SAN FRANCISCO: Google has plans for its own personal computer operating system, it announced on its blog, setting up another clash between the Internet search giant and PC software supremo Microsoft.
"We're announcing a new project," said the Mountain View, California-based company, revealing the system would be based on its nine-month-old Chrome browser and would be an open source operating system initially targeted at netbooks.
The move is "our attempt to re-think what operating systems should be," Google said in a statement posted late Tuesday.
The search engine giant said it would open-source the code for "Chrome OS" for user input and that netbooks running the system would be available by the middle of next year.
"Speed, simplicity and security are the key aspects of Google Chrome OS. We're designing the OS to be fast and lightweight, to start up and get you onto the web in a few seconds," the company said.
Google noted that in deciding to embark on the new venture, they took heed of its user messages, namely that "computers need to get better."
People "want their computers to always run as fast as when they first bought them," they want to access the Internet instantly, and they don't want to worry about losing their computer or failing to back-up files, Google said.
"We're definitely going to need a lot of help from the open source community to accomplish this vision," the company added.
The Chrome browser was originally launched last year but has failed to match the spectacular success of Google's search engine.
The company floated its first US television advertisements in recent months for Chrome, as the browser has only captured a tiny share of a market dominated by Microsoft's Internet Explorer.
Microsoft's freshly launched search engine Bing, meanwhile, aimed to hit back at Google's gains in the search market, although it still lags behind its rival.
Web analytics firm StatCounter said last week that Bing had carved out an 8.23 percent share of the US search market in June, up from 7.21 percent in April and 7.81 percent in May.
By contrast, however, Google continued to dominate the search market with a huge 78.48 percent share last month.
Microsoft chief executive Steve Ballmer has downplayed expectations for the success of Bing, but said the company was committed to challenge Google over the long-term. Google already has an operating system -- Android -- but the company said that while there was some overlap, they were separate entities.
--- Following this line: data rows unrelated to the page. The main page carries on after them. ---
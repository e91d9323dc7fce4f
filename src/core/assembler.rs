//! Prompt assembly: merge bound template sections with injected identity
//! locks into one section mapping per generation unit.
//!
//! Injected keys always overwrite template content of the same name. In
//! group mode each per-character key becomes a sequence of
//! `"{name}, {value}"` fragments in member order, so the image model can bind
//! every descriptor to a name instead of averaging across the group. Pose and
//! Negative stay single scene-level values.

use tracing::debug;

use crate::core::binder::{bind, join_names, BindTarget};
use crate::core::derive::{
    demographics, eye_color_phrase, height_tier, lighting_bias, outfit_for, skin_tone_phrase,
};
use crate::core::tables::Tables;
use crate::schema::character::{CharacterRecord, OutfitMode};
use crate::schema::group::GroupSelection;
use crate::schema::mode::ResolvedModes;
use crate::schema::prompt::{keys, AssembledPrompt};
use crate::schema::template::TemplatePack;

/// Switches for the optional injected keys.
#[derive(Debug, Clone, Copy, PartialEq, Eq)]
pub struct AssemblyOptions {
    pub inject_lighting: bool,
    pub inject_outfit: bool,
}

impl Default for AssemblyOptions {
    fn default() -> Self {
        Self {
            inject_lighting: true,
            inject_outfit: true,
        }
    }
}

/// Per-character injected keys.
#[derive(Debug, Clone, Copy, PartialEq, Eq)]
enum Descriptor {
    Demographics,
    BodyType,
    Height,
    SkinTone,
    EyeColor,
    Hair,
    Lighting,
    Outfit,
}

impl Descriptor {
    fn key(self) -> &'static str {
        match self {
            Self::Demographics => keys::DEMOGRAPHICS,
            Self::BodyType => keys::BODY_TYPE,
            Self::Height => keys::HEIGHT,
            Self::SkinTone => keys::SKIN_TONE,
            Self::EyeColor => keys::EYE_COLOR,
            Self::Hair => keys::HAIR,
            Self::Lighting => keys::LIGHTING,
            Self::Outfit => keys::OUTFIT,
        }
    }

    fn describe(self, tables: &Tables, record: &CharacterRecord, outfit: OutfitMode) -> String {
        match self {
            Self::Demographics => demographics(record),
            Self::BodyType => record.body_type.clone(),
            Self::Height => height_tier(record).phrase().to_string(),
            Self::SkinTone => skin_tone_phrase(record),
            Self::EyeColor => eye_color_phrase(record),
            Self::Hair => record.blocks.hair.clone(),
            Self::Lighting => lighting_bias(tables, &record.name).to_string(),
            Self::Outfit => outfit_for(record, outfit).to_string(),
        }
    }
}

/// Injected per-character keys in injection order.
fn descriptors(options: AssemblyOptions) -> Vec<Descriptor> {
    let mut out = vec![
        Descriptor::Demographics,
        Descriptor::BodyType,
        Descriptor::Height,
        Descriptor::SkinTone,
        Descriptor::EyeColor,
        Descriptor::Hair,
    ];
    if options.inject_lighting {
        out.push(Descriptor::Lighting);
    }
    if options.inject_outfit {
        out.push(Descriptor::Outfit);
    }
    out
}

#[derive(Debug, Clone, Copy)]
pub struct PromptAssembler<'t> {
    tables: &'t Tables,
    options: AssemblyOptions,
}

impl<'t> PromptAssembler<'t> {
    pub fn new(tables: &'t Tables) -> Self {
        Self {
            tables,
            options: AssemblyOptions::default(),
        }
    }

    pub fn with_options(mut self, options: AssemblyOptions) -> Self {
        self.options = options;
        self
    }

    pub fn assemble_single(
        &self,
        pack: &TemplatePack,
        record: &CharacterRecord,
        modes: ResolvedModes,
    ) -> AssembledPrompt {
        let mut prompt = AssembledPrompt::new();
        for section in &pack.sections {
            prompt.set(section.name.clone(), bind(&section.content, BindTarget::Single(record)));
        }

        for d in descriptors(self.options) {
            prompt.set(d.key(), d.describe(self.tables, record, modes.outfit));
        }
        self.set_scene_keys(&mut prompt, modes);

        debug!(
            character = %record.name,
            kind = %pack.kind,
            pose = %modes.pose,
            outfit = %modes.outfit,
            "assembled single prompt"
        );
        prompt
    }

    pub fn assemble_group(
        &self,
        pack: &TemplatePack,
        group: &GroupSelection<'_>,
        modes: ResolvedModes,
    ) -> AssembledPrompt {
        let names = join_names(&group.names());
        let mut prompt = AssembledPrompt::new();
        for section in &pack.sections {
            prompt.set(
                section.name.clone(),
                bind(&section.content, BindTarget::Group { names: &names }),
            );
        }

        for d in descriptors(self.options) {
            let fragments: Vec<String> = group
                .members()
                .iter()
                .map(|member| tag(&member.name, &d.describe(self.tables, member, modes.outfit)))
                .collect();
            prompt.set(d.key(), fragments.join(", "));
        }
        self.set_scene_keys(&mut prompt, modes);

        debug!(
            members = %names,
            kind = %pack.kind,
            pose = %modes.pose,
            outfit = %modes.outfit,
            "assembled group prompt"
        );
        prompt
    }

    fn set_scene_keys(&self, prompt: &mut AssembledPrompt, modes: ResolvedModes) {
        prompt.set(keys::POSE, self.tables.pose_phrase(modes.pose));
        prompt.set(keys::NEGATIVE, self.tables.negative_block.as_str());
    }
}

/// `"{name}, {value}"`, or just the name when the value is blank.
fn tag(name: &str, value: &str) -> String {
    let value = value.trim();
    if value.is_empty() {
        name.to_string()
    } else {
        format!("{name}, {value}")
    }
}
Android is only used for mobile phones at the moment, but the software has showcased Google's keen interest in expanding beyond its search engine base.
"Google Chrome OS is being created for people who spend most of their time on the web, and is being designed to power computers ranging from small netbooks to full-size desktop systems," said the company.
All the web-based applications developed by users, Google said, "can be written using your favorite web technologies" and will not be limited to just its new operating system, but on "any standards-based browser on Windows, Mac and Linux thereby giving developers the largest user base of any platform."
US telecom carrier T-Mobile said last month the latest version of its touch-screen smartphone featuring Android software would be available in August.
As it reaches into the operating system market, the move on the handhelds is being seen as Google's answer in the highly competitive smartphone market to the newly released Apple iPhone 3GS, the Palm Pre and the latest BlackBerrys.